YOUR OBJECTIVE
In the entries below, find the lines that contain the word "join" and copy them.

[Stored data]
//! Shared fixtures for the integration tests.

use std::collections::BTreeMap;
use std::path::{Path, PathBuf};
use std::time::Duration;

use anyhow::Error;
use chrono::{DateTime, TimeZone, Utc};

use pgbackup::backup::BackupType;
use pgbackup::client::DbClient;
use pgbackup::config::BackupOptions;
use pgbackup::fs::ClusterLayout;

/// Scripted database client: returns fixed archive positions and
/// records the bracketing calls.
pub struct TestDb {
    pub start: String,
    pub stop: String,
    pub version: u32,
    pub tablespaces: BTreeMap<String, String>,
    pub started: Vec<(String, bool)>,
    pub stopped: usize,
}

impl TestDb {

    pub fn new(start: &str, stop: &str) -> Self {
        Self {
            start: start.to_string(),
            stop: stop.to_string(),
            version: 90500,
            tablespaces: BTreeMap::new(),
            started: Vec::new(),
            stopped: 0,
        }
    }
}

impl DbClient for TestDb {

    fn backup_start(&mut self, label: &str, fast: bool) -> Result<String, Error> {
        self.started.push((label.to_string(), fast));
        Ok(self.start.clone())
    }

    fn backup_stop(&mut self) -> Result<String, Error> {
        self.stopped += 1;
        Ok(self.stop.clone())
    }

    fn tablespace_map(&mut self) -> Result<BTreeMap<String, String>, Error> {
        Ok(self.tablespaces.clone())
    }

    fn db_version(&mut self) -> Result<u32, Error> {
        Ok(self.version)
    }
}

/// A scratch cluster with a data directory and a backup repository.
pub struct Fixture {
    _dir: tempfile::TempDir,
    pub db: PathBuf,
    pub repo: PathBuf,
}

impl Fixture {

    pub fn new() -> Self {
        init_logger();
        let dir = tempfile::tempdir().unwrap();
        let db = dir.path().join("db");
        let repo = dir.path().join("repo");
        std::fs::create_dir_all(db.join("A")).unwrap();
        std::fs::create_dir_all(&repo).unwrap();
        Self { _dir: dir, db, repo }
    }

    /// The standard two-file cluster: one small, one just above the
    /// large-file threshold.
    pub fn with_standard_files() -> Self {
        let fixture = Self::new();
        fixture.write_db_file("A/1.dat", 100, 1000);
        fixture.write_db_file("A/2.dat", 65537, 1001);
        fixture
    }

    pub fn layout(&self) -> ClusterLayout {
        ClusterLayout::new(&self.db, &self.repo)
    }

    /// Write `size` patterned bytes at `rel` below the data directory
    /// and pin the modification time.
    pub fn write_db_file(&self, rel: &str, size: usize, mtime: i64) {
        let path = self.db.join(rel);
        if let Some(parent) = path.parent() {
            std::fs::create_dir_all(parent).unwrap();
        }
        let data: Vec<u8> = (0..size).map(|idx| (idx % 251) as u8).collect();
        std::fs::write(&path, &data).unwrap();
        set_mtime(&path, mtime);
    }

    /// Put a WAL segment into the archive, under its major directory.
    pub fn archive_segment(&self, file_name: &str) {
        let major = &file_name[..16];
        let dir = self.repo.join("archive").join(major);
        std::fs::create_dir_all(&dir).unwrap();
        std::fs::write(dir.join(file_name), format!("wal:{}", file_name)).unwrap();
    }

    pub fn backup_path(&self, label: &str) -> PathBuf {
        self.repo.join(label)
    }
}

/// Honor RUST_LOG in test runs; safe to call from every fixture.
pub fn init_logger() {
    let _ = env_logger::builder().is_test(true).try_init();
}

pub fn set_mtime(path: &Path, mtime: i64) {
    use nix::sys::time::{TimeVal, TimeValLike};
    let time = TimeVal::seconds(mtime);
    nix::sys::stat::utimes(path, &time, &time).unwrap();
}

/// Options tuned for tests: short archive wait, checksums on.
pub fn test_options(backup_type: BackupType) -> BackupOptions {
    BackupOptions::new(backup_type)
        .process_max(2)
        .archive_timeout(Duration::from_secs(2))
}

pub fn at(timestamp: &str) -> DateTime<Utc> {
    Utc.datetime_from_str(timestamp, "%Y%m%d-%H%M%S").unwrap()
}

pub fn sha256_hex(data: &[u8]) -> String {
    let mut hasher = openssl::sha::Sha256::new();
    hasher.update(data);
    pgbackup::tools::digest_to_hex(&hasher.finish())
}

TASK SOLUTION
        let db = dir.path().join("db");
        let repo = dir.path().join("repo");
        std::fs::create_dir_all(db.join("A")).unwrap();
        let path = self.db.join(rel);
        let dir = self.repo.join("archive").join(major);
        std::fs::write(dir.join(file_name), format!("wal:{}", file_name)).unwrap();
        self.repo.join(label)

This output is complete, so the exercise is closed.